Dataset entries
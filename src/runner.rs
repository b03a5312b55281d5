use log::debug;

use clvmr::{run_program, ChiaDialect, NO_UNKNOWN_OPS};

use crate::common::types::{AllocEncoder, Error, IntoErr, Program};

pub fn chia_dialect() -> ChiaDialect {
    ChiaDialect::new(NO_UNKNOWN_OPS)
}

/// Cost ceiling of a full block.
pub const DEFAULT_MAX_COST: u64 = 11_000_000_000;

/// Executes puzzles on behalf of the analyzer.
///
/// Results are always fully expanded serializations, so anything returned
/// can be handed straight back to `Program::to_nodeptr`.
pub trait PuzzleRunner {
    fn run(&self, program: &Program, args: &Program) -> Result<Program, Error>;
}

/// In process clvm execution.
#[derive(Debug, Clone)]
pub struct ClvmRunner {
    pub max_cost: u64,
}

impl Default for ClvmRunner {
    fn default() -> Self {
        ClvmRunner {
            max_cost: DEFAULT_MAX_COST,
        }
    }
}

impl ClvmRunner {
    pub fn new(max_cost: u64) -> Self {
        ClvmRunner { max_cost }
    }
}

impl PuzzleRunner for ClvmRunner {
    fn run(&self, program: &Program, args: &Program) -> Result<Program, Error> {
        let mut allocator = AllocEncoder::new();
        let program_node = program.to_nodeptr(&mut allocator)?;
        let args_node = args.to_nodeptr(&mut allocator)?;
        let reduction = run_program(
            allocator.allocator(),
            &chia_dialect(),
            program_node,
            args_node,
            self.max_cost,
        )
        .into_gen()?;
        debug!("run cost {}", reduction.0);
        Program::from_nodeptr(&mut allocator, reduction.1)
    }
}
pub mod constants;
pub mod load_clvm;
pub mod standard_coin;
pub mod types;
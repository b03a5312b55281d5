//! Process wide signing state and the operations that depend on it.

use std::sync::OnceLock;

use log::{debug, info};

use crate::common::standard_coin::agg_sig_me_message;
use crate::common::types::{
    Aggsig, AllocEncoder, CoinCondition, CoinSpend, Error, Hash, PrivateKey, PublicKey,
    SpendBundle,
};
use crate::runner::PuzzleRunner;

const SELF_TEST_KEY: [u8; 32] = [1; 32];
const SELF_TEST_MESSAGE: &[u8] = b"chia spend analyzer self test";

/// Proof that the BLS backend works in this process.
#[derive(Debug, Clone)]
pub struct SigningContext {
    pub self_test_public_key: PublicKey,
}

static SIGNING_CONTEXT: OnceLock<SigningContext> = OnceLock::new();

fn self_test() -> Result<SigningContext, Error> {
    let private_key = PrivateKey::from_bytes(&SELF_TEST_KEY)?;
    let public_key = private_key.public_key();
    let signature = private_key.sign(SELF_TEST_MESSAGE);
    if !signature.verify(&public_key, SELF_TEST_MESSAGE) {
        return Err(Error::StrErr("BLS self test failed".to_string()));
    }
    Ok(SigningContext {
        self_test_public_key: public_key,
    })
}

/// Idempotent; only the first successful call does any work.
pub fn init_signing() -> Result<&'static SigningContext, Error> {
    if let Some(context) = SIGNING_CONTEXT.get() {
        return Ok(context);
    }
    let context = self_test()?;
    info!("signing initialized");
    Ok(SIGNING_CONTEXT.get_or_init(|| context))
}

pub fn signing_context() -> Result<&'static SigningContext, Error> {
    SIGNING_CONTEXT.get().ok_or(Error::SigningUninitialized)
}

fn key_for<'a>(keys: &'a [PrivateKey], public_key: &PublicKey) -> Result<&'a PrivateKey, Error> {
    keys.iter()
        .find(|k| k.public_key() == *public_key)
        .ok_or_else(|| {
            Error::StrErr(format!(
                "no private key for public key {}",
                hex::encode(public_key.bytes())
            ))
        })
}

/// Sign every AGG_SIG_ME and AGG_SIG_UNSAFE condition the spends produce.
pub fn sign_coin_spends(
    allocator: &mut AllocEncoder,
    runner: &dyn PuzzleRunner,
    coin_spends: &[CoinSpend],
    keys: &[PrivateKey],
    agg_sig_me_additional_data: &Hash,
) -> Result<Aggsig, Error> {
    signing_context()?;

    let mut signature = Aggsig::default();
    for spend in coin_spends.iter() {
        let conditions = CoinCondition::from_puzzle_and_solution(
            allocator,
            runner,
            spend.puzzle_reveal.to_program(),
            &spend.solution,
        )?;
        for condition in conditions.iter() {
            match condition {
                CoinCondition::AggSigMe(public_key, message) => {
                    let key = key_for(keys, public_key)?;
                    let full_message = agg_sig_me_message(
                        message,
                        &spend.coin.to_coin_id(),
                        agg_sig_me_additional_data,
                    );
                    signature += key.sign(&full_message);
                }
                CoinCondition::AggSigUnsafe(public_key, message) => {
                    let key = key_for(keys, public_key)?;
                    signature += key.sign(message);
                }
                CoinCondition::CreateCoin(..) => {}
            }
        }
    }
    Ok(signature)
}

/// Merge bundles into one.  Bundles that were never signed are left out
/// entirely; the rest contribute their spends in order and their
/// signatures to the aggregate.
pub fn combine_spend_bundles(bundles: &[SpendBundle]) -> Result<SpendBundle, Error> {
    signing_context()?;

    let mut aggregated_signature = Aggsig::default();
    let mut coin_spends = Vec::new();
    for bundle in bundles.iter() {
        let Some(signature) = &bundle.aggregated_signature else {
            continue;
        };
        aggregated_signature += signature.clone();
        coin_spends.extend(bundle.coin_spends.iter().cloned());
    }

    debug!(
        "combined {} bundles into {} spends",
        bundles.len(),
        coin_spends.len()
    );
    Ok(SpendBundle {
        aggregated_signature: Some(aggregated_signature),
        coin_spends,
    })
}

==

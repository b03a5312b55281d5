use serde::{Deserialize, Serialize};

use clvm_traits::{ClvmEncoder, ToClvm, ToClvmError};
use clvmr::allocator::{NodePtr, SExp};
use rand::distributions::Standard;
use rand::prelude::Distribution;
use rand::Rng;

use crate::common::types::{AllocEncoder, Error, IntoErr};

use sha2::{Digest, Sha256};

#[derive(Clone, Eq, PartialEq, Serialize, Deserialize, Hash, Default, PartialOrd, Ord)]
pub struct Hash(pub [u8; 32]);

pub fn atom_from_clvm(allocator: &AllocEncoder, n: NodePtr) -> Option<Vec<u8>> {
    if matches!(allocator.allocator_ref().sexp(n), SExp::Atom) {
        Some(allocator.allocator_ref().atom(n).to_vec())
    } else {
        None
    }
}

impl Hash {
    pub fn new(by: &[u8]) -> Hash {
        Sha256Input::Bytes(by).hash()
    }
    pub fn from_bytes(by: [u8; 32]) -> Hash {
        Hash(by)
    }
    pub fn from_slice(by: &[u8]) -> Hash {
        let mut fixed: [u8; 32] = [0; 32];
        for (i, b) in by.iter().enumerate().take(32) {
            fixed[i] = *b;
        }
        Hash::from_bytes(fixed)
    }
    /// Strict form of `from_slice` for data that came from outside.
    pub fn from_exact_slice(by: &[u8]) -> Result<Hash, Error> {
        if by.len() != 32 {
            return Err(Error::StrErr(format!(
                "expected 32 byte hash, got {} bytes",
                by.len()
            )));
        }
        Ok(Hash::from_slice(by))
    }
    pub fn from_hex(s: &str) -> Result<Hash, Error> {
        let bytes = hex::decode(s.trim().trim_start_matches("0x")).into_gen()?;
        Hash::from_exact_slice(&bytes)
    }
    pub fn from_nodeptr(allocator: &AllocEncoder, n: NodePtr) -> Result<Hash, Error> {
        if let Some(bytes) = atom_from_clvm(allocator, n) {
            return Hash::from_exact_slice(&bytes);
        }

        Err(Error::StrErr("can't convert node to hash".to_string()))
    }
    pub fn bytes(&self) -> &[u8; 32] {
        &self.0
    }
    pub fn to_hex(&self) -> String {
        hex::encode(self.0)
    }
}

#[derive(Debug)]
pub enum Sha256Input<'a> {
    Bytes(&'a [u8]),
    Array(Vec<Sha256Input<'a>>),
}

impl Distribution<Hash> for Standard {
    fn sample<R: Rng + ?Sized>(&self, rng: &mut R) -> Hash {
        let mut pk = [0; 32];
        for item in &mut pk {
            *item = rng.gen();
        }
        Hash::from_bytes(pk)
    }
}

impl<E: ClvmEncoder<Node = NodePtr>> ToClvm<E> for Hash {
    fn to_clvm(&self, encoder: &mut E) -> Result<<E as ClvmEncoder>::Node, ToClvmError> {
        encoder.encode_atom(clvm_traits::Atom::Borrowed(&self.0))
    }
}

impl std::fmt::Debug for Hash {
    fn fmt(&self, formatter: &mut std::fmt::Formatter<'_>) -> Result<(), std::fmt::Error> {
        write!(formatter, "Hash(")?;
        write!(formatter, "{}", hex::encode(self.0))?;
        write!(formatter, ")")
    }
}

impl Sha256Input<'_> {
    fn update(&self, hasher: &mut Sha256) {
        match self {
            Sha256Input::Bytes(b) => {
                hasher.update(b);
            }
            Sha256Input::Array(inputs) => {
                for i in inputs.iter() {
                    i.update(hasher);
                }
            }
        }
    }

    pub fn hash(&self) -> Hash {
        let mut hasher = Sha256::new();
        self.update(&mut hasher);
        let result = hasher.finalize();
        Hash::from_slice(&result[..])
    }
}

* [Requirement] Check each line above for the word "hasher" and copy every line that has it.

* [Task solution]
    fn update(&self, hasher: &mut Sha256) {
                hasher.update(b);
                    i.update(hasher);
        let mut hasher = Sha256::new();
        self.update(&mut hasher);
        let result = hasher.finalize();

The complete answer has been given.